Michael and Pauline look at each other as if something has been confirmed. They’re acting a little strangely so I say goodbye and leave them to it, although they look like they want to talk more. Naomi, Cindy and I take a few pictures before moving on to explore some of the old mining tunnels. We spend an hour walking around, at which point I realise I should really get back to the hotel and work on my kimchi article. We agree to meet up in the hotel lobby later in the afternoon.

“Bring your stomach,” Cindy recommends. “Many things for you to try.”

“Oh, don’t worry. I always do.”

*

A few hours later I wait for Naomi in the hotel lobby. Cindy left earlier to spend time at her favourite cafe, so we’ll meet her at the entrance to Old Street. I make a little small talk with Winnie who is tidying up the dining area.

“Some people were asking about your friend. Cindy,” Winnie tells me. “They asked me if she is staying here. They were very eager to know. Maybe you tell Cindy?”

“Oh, sure. What were their names?”

“They didn’t want to tell me. It was a couple. An American woman and American-Taiwanese man. The girl had kind of red hair. So if you tell that to your friend maybe she will know who they are. She’s probably in that cafe again.” Winnie sounds distinctly unimpressed by Cindy’s frequent trips to Daydreams and Tea, which seeing as they don’t know each other is a little odd.

The couple from the train… They walked right past us earlier. Why didn’t they stop Cindy then? Do they not know what she looks like? Why do they want to know about her whereabouts then? The woman was on some kind of mission, and appeared quite stressed about it. The man seemed to be there more for support. What has Cindy got to do with this?

“Thank you, Winnie. I’ll pass it on.”

Naomi arrives and we climb the stairways up to the entrance of Old Street. We talk a little about Naomi and Josh’s modelling experiences in Taiwan as we climb. Naomi reiterates how well they are looked after at Bangka Models compared to other foreign models and their agencies.

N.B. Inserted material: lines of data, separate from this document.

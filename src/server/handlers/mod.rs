//! Module with the server's request handlers.

mod captioner;
pub mod list;
mod upload;
pub mod util;


use hyper::{Body, Request, Response, StatusCode};
use hyper::header::{HeaderValue, CONTENT_DISPOSITION};
use memer::{self, CaptionOutput, Describer, Meme, MemeBuilder};
use memer::constants::{DEFAULT_HEIGHT, DEFAULT_WIDTH};
use serde_json::{self, Value as Json};

pub use self::captioner::{Captioner, RenderError};
use self::upload::{read_form, RenderForm, UploadError};
use self::util::{error_response, json_response, response};


/// How the rendered meme should be sent back.
#[derive(Clone, Copy, Debug, PartialEq, Eq)]
pub enum RenderFormat {
    /// PNG image.
    Png,
    /// JSON with the PNG as a data: URL.
    DataUrl,
}


/// Handle the meme rendering HTTP request.
pub async fn render(captioner: &Captioner, request: Request<Body>,
                    format: RenderFormat) -> Response<Body> {
    let form = match read_form(request).await {
        Ok(form) => form,
        Err(e @ UploadError::TooLarge) | Err(e @ UploadError::FormTooLarge(_)) => {
            warn!("Rejecting render request: {}", e);
            return error_response(StatusCode::PAYLOAD_TOO_LARGE, e);
        }
        Err(e) => {
            error!("Failed to decode render request: {}", e);
            return error_response(StatusCode::BAD_REQUEST, e);
        }
    };

    let meme = match meme_from_form(form) {
        Ok(meme) => meme,
        Err(response) => return response,
    };
    debug!("Decoded {:?}", meme);

    match captioner.render(meme).await {
        Ok(output) => match format {
            RenderFormat::Png => png_response(output),
            RenderFormat::DataUrl => json_response(json!({"dataUrl": output.to_data_url()})),
        },
        Err(e) => error_response(status_code_for(&e), "failed to render the meme"),
    }
}

/// Validate the form fields and create a `Meme` out of them,
/// or an error response with all the problems found.
fn meme_from_form(form: RenderForm) -> Result<Meme, Response<Body>> {
    let top = form.top.as_ref().map(|t| t.trim()).unwrap_or("");
    let bottom = form.bottom.as_ref().map(|t| t.trim()).unwrap_or("");
    let width = dimension(form.width.as_ref(), DEFAULT_WIDTH);
    let height = dimension(form.height.as_ref(), DEFAULT_HEIGHT);

    if let Err(errors) = memer::validate(top, bottom, width, height) {
        warn!("Invalid render request: {}", errors);
        let mut response = json_response(json!({"errors": errors.messages()}));
        *response.status_mut() = StatusCode::BAD_REQUEST;
        return Err(response);
    }

    let mut builder = MemeBuilder::new()
        .top_text(top).bottom_text(bottom)
        .width(width.unwrap_or(DEFAULT_WIDTH)).height(height.unwrap_or(DEFAULT_HEIGHT));
    if let Some(bg) = form.background {
        builder = builder.background(bg);
    }
    builder.build().map_err(|e| {
        error!("Failed to build meme from valid form: {}", e);
        error_response(StatusCode::BAD_REQUEST, e)
    })
}

/// Parse the dimension from a form field, if it's present and non-empty.
fn dimension(field: Option<&String>, default: u32) -> Option<u32> {
    match field.map(|f| f.trim()) {
        None | Some("") => Some(default),
        Some(value) => memer::parse_dimension(value),
    }
}

fn png_response(output: CaptionOutput) -> Response<Body> {
    let mime_type = output.mime_type();
    let mut response = response(&mime_type, output.into_bytes());
    response.headers_mut().insert(
        CONTENT_DISPOSITION, HeaderValue::from_static("inline; filename=\"meme.png\""));
    response
}

/// Determine the HTTP response code that best corresponds to a rendering error.
fn status_code_for(e: &RenderError) -> StatusCode {
    match *e {
        RenderError::Caption(..) => StatusCode::INTERNAL_SERVER_ERROR,
        RenderError::Timeout(..) => StatusCode::INTERNAL_SERVER_ERROR,
        RenderError::Unavailable(..) => StatusCode::SERVICE_UNAVAILABLE,
    }
}


/// Handle the request to turn a meme description into a render spec.
pub async fn generate(describer: &Describer, request: Request<Body>)
    -> Result<Response<Body>, hyper::Error>
{
    let body = hyper::body::to_bytes(request.into_body()).await?;
    trace!("Generate request body: {}", String::from_utf8_lossy(&body));

    let json: Json = if body.iter().all(u8::is_ascii_whitespace) {
        Json::Null
    } else {
        match serde_json::from_slice(&body) {
            Ok(json) => json,
            Err(e) => {
                error!("Failed to decode generate request: {}", e);
                return Ok(error_response(
                    StatusCode::BAD_REQUEST, format!("cannot decode request: {}", e)));
            }
        }
    };
    let description = match json.get("description") {
        None | Some(&Json::Null) => String::new(),
        Some(&Json::String(ref s)) => s.trim().to_owned(),
        Some(other) => other.to_string().trim().to_owned(),
    };
    if description.is_empty() {
        return Ok(error_response(StatusCode::BAD_REQUEST, "description required"));
    }

    let described = describer.describe(&description).await;
    info!("Described meme via {}: {:?}", described.source, described.spec);
    Ok(json_response(json!(described)))
}


/// Query string of the /sarcasm request.
#[derive(Debug, Default, Deserialize)]
#[serde(default)]
struct SarcasmQuery {
    text: String,
}

/// Handle the request to score text for sarcasm.
pub fn sarcasm(request: &Request<Body>) -> Response<Body> {
    let query = match request.uri().query() {
        Some(q) => { trace!("Sarcasm request query string: {}", q); q }
        None => { trace!("No query string found in sarcasm request"); "" }
    };
    let text = match serde_qs::from_str::<SarcasmQuery>(query) {
        Ok(q) => q.text,
        Err(e) => {
            warn!("Failed to decode sarcasm query string: {}", e);
            String::new()
        }
    };
    if text.is_empty() {
        return error_response(StatusCode::BAD_REQUEST, "text parameter required");
    }
    json_response(json!(memer::score_sarcasm(&text)))
}


#[cfg(test)]
mod tests {
    use super::dimension;

    #[test]
    fn dimension_defaults() {
        assert_eq!(Some(1200), dimension(None, 1200));
        assert_eq!(Some(1200), dimension(Some(&"".to_owned()), 1200));
        assert_eq!(Some(1200), dimension(Some(&"  ".to_owned()), 1200));
        assert_eq!(Some(900), dimension(Some(&"900".to_owned()), 1200));
        assert_eq!(Some(900), dimension(Some(&"900px".to_owned()), 1200));
        assert_eq!(None, dimension(Some(&"wide".to_owned()), 1200));
        assert_eq!(None, dimension(Some(&"-900".to_owned()), 1200));
    }
}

“They found Josh an excellent billboard booking for this week. Too bad he couldn’t come join us. But he doesn’t like the Taiwanese food too much and we’re about to go eat everything Jiufen has to offer… so maybe for the best!”

We look for Cindy once we reach the top of the stairs. I see a glimpse of auburn in front of me and spot the mystery couple outside the 7-Eleven. What’s going on with these two?

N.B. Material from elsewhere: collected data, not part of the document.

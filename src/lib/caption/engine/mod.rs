//! Module which defines the captioning engine.

mod builder;

pub use self::builder::{Builder, Error as BuildError};


use std::sync::Arc;

use rand::{self, Rng};

use crate::model::Meme;
use crate::resources::Font;
use super::error::CaptionError;
use super::output::CaptionOutput;
use super::task::CaptionTask;


/// Meme rendering engine.
///
/// The engine is thread-safe (`Sync`) since normally you'd want the rendering
/// to be performed in a background thread.
///
/// *Note*: `Engine` implements `Clone`
/// by merely cloning a shared reference to the underlying object.
#[derive(Clone, Debug)]
pub struct Engine {
    inner: Arc<Inner>,
}

/// Shared state of the engine that caption tasks have access to.
#[derive(Debug)]
pub(super) struct Inner {
    pub font: Font,
}

impl From<Inner> for Engine {
    fn from(inner: Inner) -> Self {
        Engine{inner: Arc::new(inner)}
    }
}

// Constructors.
impl Engine {
    /// Create an `Engine` which renders text with the bundled font.
    ///
    /// For other ways of creating `Engine`, see the `EngineBuilder`.
    #[inline]
    pub fn new() -> Result<Self, BuildError> {
        Builder::new().build()
    }

    /// Create an `Engine` that uses given font.
    #[inline]
    pub fn with_font(font: Font) -> Self {
        Engine::from(Inner{font})
    }
}

// Meme rendering.
impl Engine {
    /// Render the meme as a PNG image.
    ///
    /// Note that rendering is a CPU-intensive process and can be relatively lengthy.
    /// It is recommended to execute it in a separate thread.
    #[inline]
    pub fn render(&self, meme: &Meme) -> Result<CaptionOutput, CaptionError> {
        self.render_with_rng(meme, &mut rand::thread_rng())
    }

    /// Render the meme as a PNG image,
    /// using given source of randomness for the generated background.
    #[inline]
    pub fn render_with_rng<R: Rng + ?Sized>(&self, meme: &Meme,
                                            rng: &mut R) -> Result<CaptionOutput, CaptionError> {
        CaptionTask::new(meme, self.inner.clone()).perform(rng)
    }

    /// The font used for captions.
    #[inline]
    pub fn font(&self) -> &Font {
        &self.inner.font
    }
}


#[cfg(test)]
mod tests {
    use std::io::Cursor;
    use image::{self, DynamicImage, GenericImageView, ImageOutputFormat, Rgba, RgbaImage};
    use rand::rngs::mock::StepRng;
    use spectral::prelude::*;
    use crate::model::{Meme, MemeBuilder};
    use super::Engine;

    lazy_static! {
        static ref ENGINE: Engine = Engine::new().unwrap();
    }

    const PNG_SIGNATURE: &[u8] = &[0x89, 0x50, 0x4e, 0x47];

    #[test]
    fn thread_safe() {
        fn assert_sync<T: Sync>() {}
        fn assert_send<T: Send>() {}

        assert_sync::<Engine>();
        assert_send::<Engine>();
    }

    #[test]
    fn hello_world() {
        let output = ENGINE.render(&Meme::new("Hello", "World")).unwrap();
        assert_that!(output.len()).is_greater_than(0);
        assert_eq!(PNG_SIGNATURE, &output[..4]);

        let image = image::load_from_memory(&output).unwrap();
        assert_eq!((1200, 675), image.dimensions());
    }

    #[test]
    fn always_png() {
        let memes = vec![
            Meme::new("", ""),
            MemeBuilder::new().top_text("x").width(800).height(2400).build().unwrap(),
            MemeBuilder::new().bottom_text("y").width(2400).height(800).build().unwrap(),
            MemeBuilder::new().top_text("bad background").background(vec![1, 2, 3])
                .build().unwrap(),
        ];
        for meme in &memes {
            let output = ENGINE.render(meme).unwrap();
            assert_eq!(PNG_SIGNATURE, &output[..4], "{:?}", meme);
        }
    }

    #[test]
    fn deterministic_with_fixed_rng() {
        let meme = Meme::new("Same", "Meme");
        let first = ENGINE.render_with_rng(&meme, &mut StepRng::new(0, 0)).unwrap();
        let second = ENGINE.render_with_rng(&meme, &mut StepRng::new(0, 0)).unwrap();
        assert_eq!(first.bytes(), second.bytes());
    }

    #[test]
    fn image_background_covers_canvas() {
        let background = DynamicImage::ImageRgba8(
            RgbaImage::from_pixel(300, 100, Rgba([0, 0, 250, 255])));
        let mut bytes = Cursor::new(vec![]);
        background.write_to(&mut bytes, ImageOutputFormat::Png).unwrap();

        let meme = MemeBuilder::new().width(800).height(800)
            .background(bytes.into_inner()).build().unwrap();
        let output = ENGINE.render(&meme).unwrap();
        let image = image::load_from_memory(&output).unwrap().to_rgba8();
        for &(x, y) in &[(0, 0), (799, 0), (0, 799), (799, 799), (400, 400)] {
            let Rgba([r, g, b, a]) = *image.get_pixel(x, y);
            assert!(r < 5 && g < 5 && b > 240 && a == 255, "pixel at ({}, {})", x, y);
        }
    }
}
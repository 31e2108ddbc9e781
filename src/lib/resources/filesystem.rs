//! Module implementing loaders of files from the filesystem.

use std::fs::File;
use std::io::{self, BufReader, Read};
use std::path::{Path, PathBuf};

use super::Loader;


/// Loader for the content of files in a given directory.
///
/// Resource `name` maps to the file `<directory>/<name>.<extension>`.
#[derive(Debug)]
pub struct BytesLoader {
    directory: PathBuf,
    extension: String,
}

impl BytesLoader {
    #[inline]
    pub fn for_extension<D: AsRef<Path>, S: ToString>(directory: D, extension: S) -> Self {
        BytesLoader{
            directory: directory.as_ref().to_owned(),
            extension: extension.to_string().trim().to_lowercase(),
        }
    }

    #[inline]
    pub fn directory(&self) -> &Path {
        &self.directory
    }

    /// Path of the file that would be loaded for given resource name.
    pub fn path_for(&self, name: &str) -> io::Result<PathBuf> {
        // Names must not escape the directory.
        if name.is_empty() || name.contains(|c| c == '/' || c == '\\') || name.starts_with('.') {
            return Err(io::Error::new(io::ErrorKind::InvalidInput,
                format!("invalid resource name `{}`", name)));
        }
        Ok(self.directory.join(format!("{}.{}", name, self.extension)))
    }
}

impl Loader for BytesLoader {
    type Item = Vec<u8>;
    type Err = io::Error;

    /// Load a file resource as its byte content.
    fn load<'n>(&self, name: &'n str) -> Result<Self::Item, Self::Err> {
        let path = self.path_for(name)?;
        trace!("Loading resource `{}` from {}", name, path.display());
        let file = File::open(&path)?;

        let mut bytes = match file.metadata() {
            Ok(stat) => Vec::with_capacity(stat.len() as usize),
            Err(e) => {
                warn!("Failed to stat file of resource `{}` to obtain its size: {}",
                    name, e);
                Vec::new()
            },
        };

        let mut reader = BufReader::new(file);
        reader.read_to_end(&mut bytes)?;
        Ok(bytes)
    }
}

“Kevin, I want to get some use. Let’s go in here,” the woman says. They enter the convenience store and I wonder what she means by ‘get some use’, but Naomi distracts my train of thought by excitedly pointing out some Spirited Away soft toys on sale in nearby shop.

“Ooh, so cute!” Naomi cries. “I must buy a No-Face before we leave!”

We meet Cindy and enter the narrow Old Street, food stalls and shops packed tight all the way down. Cindy begins to point out various snacks that are either her personal favourites, or popular choices with locals and tourists alike. The street is still quite busy. There are tour groups all over the place. I feel sorry for the poor guides trying to hustle their groups through. Sleeping dogs lie near the entrance ways to shops or in the shops themselves. The shops are full of souvenirs, packaged sweets, handbags and small ocarinas which seem to be everywhere. Cindy informs me that Jiufen is well known for the wind-instruments and they make great souvenirs. We lose Naomi for a minute who gets caught up in an expensive leather goods shop, eyeing up various items. When she catches up we stop outside a stall selling gelatinous translucent dumplings with a red centre – Cindy refers to them as red meat dumplings. Now that we’ve spent a little time together, she’s definitely becoming friendlier. She seemed somewhat wary of me earlier in the day.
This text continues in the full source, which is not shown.